Saturday, November 25, 2017

What are the cybersecurity skills needed to land a job in a data centre?

by Simon Wright, operations director, Careers in CyberSecurity

Data centres are one of the most valuable assets owned by any company. They sit at the heart of an organisation, storing assets including web and database as well as DNS and email servers. It can actually be said for most companies that data centres are essentially the brain of an organisation.

Every company’s success invariably depends on these smooth software operations – and those have to be safeguarded, for obvious reasons.  It’s no surprise then that  data centres are increasingly the  preferred target of cyber-criminals seeking financial gain, important information and hacker-wide fame.

In today’s world, it’s crucial  that businesses have people on board who are skilled in recognising the types of attacks that befall data centres, such as web application attacks, DDos server attacks, weak authentication, DNS infrastructure and SSL-induced security blind spots and the ability to recognise and pre-empt attacks is one of the most valuable skills that a cyber security professional must have in order to be successful.

This skill simply cannot just be learned, it invariably comes with much experience, which results in the ability to recognise the tell-tale signs of an on-going persistent attack amid the usual traffic, from penetrating backdoors to initiating hidden tunnels.

Cyber criminals targeting data centres will likely avoid the traditional malware or phishing routes, opting for more sophisticated methods via vulnerable devices or theft of user or administrator credentials to access or destroy data centre assets.

However searching for the “perfect” candidate can be a tall order –  because such a person simply doesn’t exist according to the intricate set of criteria that cyber security demands. Ideally, of course, employers will be prioritising those candidates with a good grasp of programming, scripting, network security and computer forensics but these assets shouldn’t prevent a role from being filled for months on end.

Instead, employers should be investing in their current IT security staff via training and rotating duties within an existing team to offer far more viable and time effective strategies to solving the skills gap and securing the assets contained within their data centre.
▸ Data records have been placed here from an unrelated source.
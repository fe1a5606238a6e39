//! Application initialization and resource setup.
//!
//! This module provides functions to initialize shared resources:
//! - Logger
//! - DNS resolver

mod logger;
mod resolver;

// Re-export public API
pub use logger::init_logger_with;
pub use resolver::init_resolver;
Looking beyond the traditional scope of a cyber security candidate, companies should strive for flexibility in their search and focus not only on the necessary technical expertise but also skills in communication, critical thinking and problem solving, as with these tools already employed within an intelligent candidate, the fundamentals of security can be added later on.

Of course, IT and cyber security experience is a strong preference but in the face of increasing risk and frequent cyber-attacks, hiring managers and employers would be wise to focus their attention into securing their data centre and thus organisation’s technology assets as quickly and effectively as possible.

So, using an interview to decipher whether an individual has the potential to be a cyber security pro is time better spent than waiting for the illustrious Mr or Mrs Right.

Employers and recruiters are looking for individuals who can apply secure coding practices to ensure applications are compliant with industry standards, and that their data security is in line with existing and future standards like the EU GDPR.

Not to mention someone who is passionate about continued self-education both via certified courses and staying abreast of market events and trends.

That desire for continuous learning is a fundamental step in becoming a successful cyber security professional as is the ability to communicate with people across the business, from key business stakeholders to IT peers and members of the board.

For security professionals hoping to stand out from the crowd, demonstrating skills or knowledge in the areas of network security, application security, cloud and data security and the coveted penetration “pen” testing will certainly stand them at an advantage.

The protection of data centres and cloud environments is undeniably key to sustaining the growth of the digital economy and as more and more businesses transition their data into virtual and Cloud initiatives, the demand for those individuals who can educate their colleagues and superiors of proper Cloud usage and etiquette will undoubtedly increase.